• Task brief: Copy, from the data below, every line that has "wake" in it.

**** Provided material ****

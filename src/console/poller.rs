//! Cancellable periodic fetch with at most one request in flight
//!
//! The timer task never awaits a fetch itself: each tick spawns the fetch as
//! its own task, guarded by a busy flag, so a hung remote call only delays
//! this subscriber. Results travel over an mpsc channel to whoever owns the
//! chart state.

use std::sync::atomic::{AtomicBool, AtomicU8, Ordering};
use std::sync::Arc;
use std::time::Duration;

use async_trait::async_trait;
use chrono::{DateTime, Utc};
use tokio::sync::{mpsc, Notify};
use tokio::time::MissedTickBehavior;
use tokio_util::sync::CancellationToken;
use tracing::{debug, info, warn};

use crate::console::client::ConsoleError;

pub const DEFAULT_POLL_INTERVAL: Duration = Duration::from_secs(10);
/// Shorter periods are raised to this; a zero period would stop the timer.
pub const MIN_POLL_INTERVAL: Duration = Duration::from_millis(100);

#[async_trait]
pub trait PollFetch: Send + Sync + 'static {
    type Output: Send + 'static;

    async fn fetch(&self) -> Result<Self::Output, ConsoleError>;
}

#[derive(Debug, Clone, Copy, PartialEq, Eq)]
pub enum PollState {
    Idle,
    Polling,
    Stopped,
}

impl PollState {
    fn from_u8(value: u8) -> Self {
        match value {
            0 => Self::Idle,
            1 => Self::Polling,
            _ => Self::Stopped,
        }
    }
}

#[derive(Debug, Clone)]
pub struct Delivery<T> {
    pub received_at: DateTime<Utc>,
    pub value: T,
}

#[derive(Debug)]
struct Shared {
    label: String,
    state: AtomicU8,
    busy: AtomicBool,
    wake: Notify,
    shutdown: CancellationToken,
}

impl Shared {
    fn state(&self) -> PollState {
        PollState::from_u8(self.state.load(Ordering::Acquire))
    }

    /// Stopped is terminal, so only `from → to` moves are applied.
    fn transition(&self, from: PollState, to: PollState) {
        let _ = self.state.compare_exchange(
            from as u8,
            to as u8,
            Ordering::AcqRel,
            Ordering::Acquire,
        );
    }

    fn stop(&self) {
        if self.state.swap(PollState::Stopped as u8, Ordering::AcqRel) != PollState::Stopped as u8 {
            self.shutdown.cancel();
            info!(subscriber = %self.label, "poller stopped");
        }
    }
}

pub struct Poller<F> {
    fetcher: Arc<F>,
    interval: Duration,
    label: String,
    shutdown: CancellationToken,
}

impl<F: PollFetch> Poller<F> {
    pub fn new(fetcher: F) -> Self {
        Self {
            fetcher: Arc::new(fetcher),
            interval: DEFAULT_POLL_INTERVAL,
            label: "poller".to_string(),
            shutdown: CancellationToken::new(),
        }
    }

    pub fn with_interval(mut self, interval: Duration) -> Self {
        self.interval = interval.max(MIN_POLL_INTERVAL);
        self
    }

    pub fn with_label(mut self, label: impl Into<String>) -> Self {
        self.label = label.into();
        self
    }

    /// Stops the poller together with a parent token.
    pub fn with_cancellation(mut self, parent: &CancellationToken) -> Self {
        self.shutdown = parent.child_token();
        self
    }

    /// Spawns the timer task; the first poll starts right away.
    pub fn start(self) -> Subscription<F::Output> {
        let shared = Arc::new(Shared {
            label: self.label,
            state: AtomicU8::new(PollState::Idle as u8),
            busy: AtomicBool::new(false),
            wake: Notify::new(),
            shutdown: self.shutdown,
        });
        let (sender, receiver) = mpsc::unbounded_channel();

        info!(
            subscriber = %shared.label,
            interval_secs = self.interval.as_secs_f64(),
            "starting poller"
        );
        tokio::spawn(run_timer(
            self.fetcher,
            Arc::clone(&shared),
            self.interval,
            sender,
        ));

        Subscription { shared, receiver }
    }
}

async fn run_timer<F: PollFetch>(
    fetcher: Arc<F>,
    shared: Arc<Shared>,
    period: Duration,
    sender: mpsc::UnboundedSender<Delivery<F::Output>>,
) {
    let mut interval = tokio::time::interval(period);
    interval.set_missed_tick_behavior(MissedTickBehavior::Skip);

    loop {
        tokio::select! {
            _ = shared.shutdown.cancelled() => {
                // Covers a cancelled parent token.
                shared.stop();
                debug!(subscriber = %shared.label, "poller timer shutting down");
                break;
            }
            _ = interval.tick() => {}
            _ = shared.wake.notified() => {}
        }
        begin_fetch(&fetcher, &shared, &sender);
    }
}

fn begin_fetch<F: PollFetch>(
    fetcher: &Arc<F>,
    shared: &Arc<Shared>,
    sender: &mpsc::UnboundedSender<Delivery<F::Output>>,
) {
    if shared.shutdown.is_cancelled() {
        return;
    }
    if shared
        .busy
        .compare_exchange(false, true, Ordering::AcqRel, Ordering::Acquire)
        .is_err()
    {
        debug!(subscriber = %shared.label, "previous poll still in flight, skipping tick");
        return;
    }
    shared.transition(PollState::Idle, PollState::Polling);

    let fetcher = Arc::clone(fetcher);
    let shared = Arc::clone(shared);
    let sender = sender.clone();
    tokio::spawn(async move {
        if !shared.shutdown.is_cancelled() {
            match fetcher.fetch().await {
                Ok(value) if !shared.shutdown.is_cancelled() => {
                    let _ = sender.send(Delivery {
                        received_at: Utc::now(),
                        value,
                    });
                }
                Ok(_) => debug!(subscriber = %shared.label, "poll finished after stop, dropped"),
                Err(err) => warn!(subscriber = %shared.label, error = %err, "poll failed"),
            }
        }
        shared.transition(PollState::Polling, PollState::Idle);
        shared.busy.store(false, Ordering::Release);
    });
}

/// Cheap handle for triggering or stopping a poller from elsewhere.
#[derive(Debug, Clone)]
pub struct PollHandle {
    shared: Arc<Shared>,
}

impl PollHandle {
    pub fn poll_now(&self) {
        self.shared.wake.notify_one();
    }

    pub fn stop(&self) {
        self.shared.stop();
    }

    pub fn state(&self) -> PollState {
        self.shared.state()
    }
}

/// Receiving end of a poller. Dropping it stops the poller.
#[derive(Debug)]
pub struct Subscription<T> {
    shared: Arc<Shared>,
    receiver: mpsc::UnboundedReceiver<Delivery<T>>,
}

impl<T> Subscription<T> {
    pub fn handle(&self) -> PollHandle {
        PollHandle {
            shared: Arc::clone(&self.shared),
        }
    }

    pub fn poll_now(&self) {
        self.shared.wake.notify_one();
    }

    pub fn stop(&self) {
        self.shared.stop();
    }

    pub fn state(&self) -> PollState {
        self.shared.state()
    }

    /// Next delivery; `None` once the poller is stopped, even if results are
    /// still queued.
    pub async fn recv(&mut self) -> Option<Delivery<T>> {
        if self.shared.shutdown.is_cancelled() {
            return None;
        }
        tokio::select! {
            biased;
            _ = self.shared.shutdown.cancelled() => None,
            delivery = self.receiver.recv() => delivery,
        }
    }

    pub fn try_recv(&mut self) -> Option<Delivery<T>> {
        if self.shared.shutdown.is_cancelled() {
            return None;
        }
        self.receiver.try_recv().ok()
    }
}

impl<T> Drop for Subscription<T> {
    fn drop(&mut self) {
        self.shared.stop();
    }
}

****

• Task output:
    wake: Notify,
            wake: Notify::new(),
            _ = shared.wake.notified() => {}
        self.shared.wake.notify_one();
        self.shared.wake.notify_one();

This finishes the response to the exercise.